(Saved entries)
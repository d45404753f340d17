/*
 * Copyright 2025 Luc Lenôtre
 *
 * This file is part of Maestro.
 *
 * Maestro is free software: you can redistribute it and/or modify it under the
 * terms of the GNU General Public License as published by the Free Software
 * Foundation, either version 3 of the License, or (at your option) any later
 * version.
 *
 * Maestro is distributed in the hope that it will be useful, but WITHOUT ANY
 * WARRANTY; without even the implied warranty of MERCHANTABILITY or FITNESS FOR
 * A PARTICULAR PURPOSE. See the GNU General Public License for more details.
 *
 * You should have received a copy of the GNU General Public License along with
 * Maestro. If not, see <https://www.gnu.org/licenses/>.
 */

//! Logical block access over the encrypted image.

use crate::crypt::SectorCipher;
use crate::device::BlockDevice;
use crate::error::{Error, Result};

/// The default size of a logical block in bytes.
pub const DEFAULT_BLOCK_SIZE: usize = 4096;

/// Routes logical block reads and writes through the cipher.
///
/// Block 0 holds the superblock and bypasses encryption in both directions:
/// it carries the material needed to check credentials before the cipher can
/// be trusted.
pub struct BlockLayer {
    /// The underlying sector device.
    dev: BlockDevice,
    /// The per-block cipher.
    cipher: SectorCipher,
    /// The size of a logical block in bytes.
    block_size: usize,
}

impl BlockLayer {
    /// Creates the layer over `dev`, encrypting with `cipher`.
    ///
    /// `block_size` must be a positive multiple of the device's sector size.
    pub fn new(dev: BlockDevice, cipher: SectorCipher, block_size: usize) -> Result<Self> {
        if block_size == 0 || block_size % dev.sector_size() != 0 {
            return Err(Error::InvalidSize(dev.sector_size()));
        }
        Ok(Self {
            dev,
            cipher,
            block_size,
        })
    }

    /// Returns the size of a logical block in bytes.
    pub fn block_size(&self) -> usize {
        self.block_size
    }

    /// Returns the number of logical blocks in the image.
    pub fn total_blocks(&self) -> u32 {
        (self.dev.disk_size() / self.block_size as u64) as u32
    }

    /// Returns the cipher.
    pub fn cipher(&self) -> &SectorCipher {
        &self.cipher
    }

    /// Returns the cipher mutably, for re-keying at mount or format time.
    pub fn cipher_mut(&mut self) -> &mut SectorCipher {
        &mut self.cipher
    }

    /// Number of sectors spanned by one logical block.
    fn sectors_per_block(&self) -> u64 {
        (self.block_size / self.dev.sector_size()) as u64
    }

    /// Reads and decrypts logical block `block`.
    pub fn read_block(&mut self, block: u32) -> Result<Vec<u8>> {
        let raw = self
            .dev
            .read(block as u64 * self.sectors_per_block(), self.block_size)?;
        if block == 0 {
            return Ok(raw);
        }
        self.cipher.decrypt(block, &raw)
    }

    /// Encrypts and writes `data` to logical block `block`.
    ///
    /// Buffers shorter than the block size are zero-padded up to it.
    pub fn write_block(&mut self, block: u32, data: &[u8]) -> Result<()> {
        if data.len() > self.block_size {
            return Err(Error::InvalidSize(self.block_size));
        }
        let mut buf = data.to_vec();
        buf.resize(self.block_size, 0);
        let out = if block == 0 {
            buf
        } else {
            self.cipher.encrypt(block, &buf)?
        };
        self.dev
            .write(block as u64 * self.sectors_per_block(), &out)
    }

    /// Flushes and releases the device.
    pub fn close(self) -> Result<()> {
        self.dev.close()
    }
}

#[cfg(test)]
mod tests {
    use super::*;
    use crate::device::DEFAULT_SECTOR_SIZE;
    use tempfile::NamedTempFile;

    fn layer(blocks: u64) -> (NamedTempFile, BlockLayer) {
        let image = NamedTempFile::new().unwrap();
        image
            .as_file()
            .set_len(blocks * DEFAULT_BLOCK_SIZE as u64)
            .unwrap();
        let dev = BlockDevice::open(image.path(), DEFAULT_SECTOR_SIZE).unwrap();
        let mut cipher = SectorCipher::new("p", "1234").unwrap();
        cipher.rekey(&[1; 16]).unwrap();
        let layer = BlockLayer::new(dev, cipher, DEFAULT_BLOCK_SIZE).unwrap();
        (image, layer)
    }

    #[test]
    fn block_zero_is_plaintext() {
        let (image, mut layer) = layer(4);
        layer.write_block(0, b"SFSE superblock").unwrap();
        let raw = std::fs::read(image.path()).unwrap();
        assert_eq!(&raw[0..15], b"SFSE superblock");
        assert_eq!(&layer.read_block(0).unwrap()[0..15], b"SFSE superblock");
    }

    #[test]
    fn other_blocks_are_encrypted() {
        let (image, mut layer) = layer(4);
        let data = vec![0x5a; DEFAULT_BLOCK_SIZE];
        layer.write_block(2, &data).unwrap();
        let raw = std::fs::read(image.path()).unwrap();
        assert_ne!(&raw[2 * DEFAULT_BLOCK_SIZE..3 * DEFAULT_BLOCK_SIZE], &data[..]);
        assert_eq!(layer.read_block(2).unwrap(), data);
    }

    #[test]
    fn short_writes_are_zero_padded() {
        let (_image, mut layer) = layer(4);
        layer.write_block(1, b"abc").unwrap();
        let data = layer.read_block(1).unwrap();
        assert_eq!(&data[0..3], b"abc");
        assert!(data[3..].iter().all(|b| *b == 0));
        assert_eq!(data.len(), DEFAULT_BLOCK_SIZE);
    }

    #[test]
    fn oversized_write_is_rejected() {
        let (_image, mut layer) = layer(4);
        let data = vec![0; DEFAULT_BLOCK_SIZE + 1];
        assert!(matches!(
            layer.write_block(1, &data),
            Err(Error::InvalidSize(_))
        ));
    }

    #[test]
    fn block_size_must_be_sector_aligned() {
        let image = NamedTempFile::new().unwrap();
        image.as_file().set_len(4096).unwrap();
        let dev = BlockDevice::open(image.path(), DEFAULT_SECTOR_SIZE).unwrap();
        let cipher = SectorCipher::new("p", "1234").unwrap();
        assert!(matches!(
            BlockLayer::new(dev, cipher, 1000),
            Err(Error::InvalidSize(_))
        ));
    }
}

**Exercise brief:**
Wherever a line above contains the string "Public", copy that line.

**Answer space:**
 * terms of the GNU General Public License as published by the Free Software
 * A PARTICULAR PURPOSE. See the GNU General Public License for more details.
 * You should have received a copy of the GNU General Public License along with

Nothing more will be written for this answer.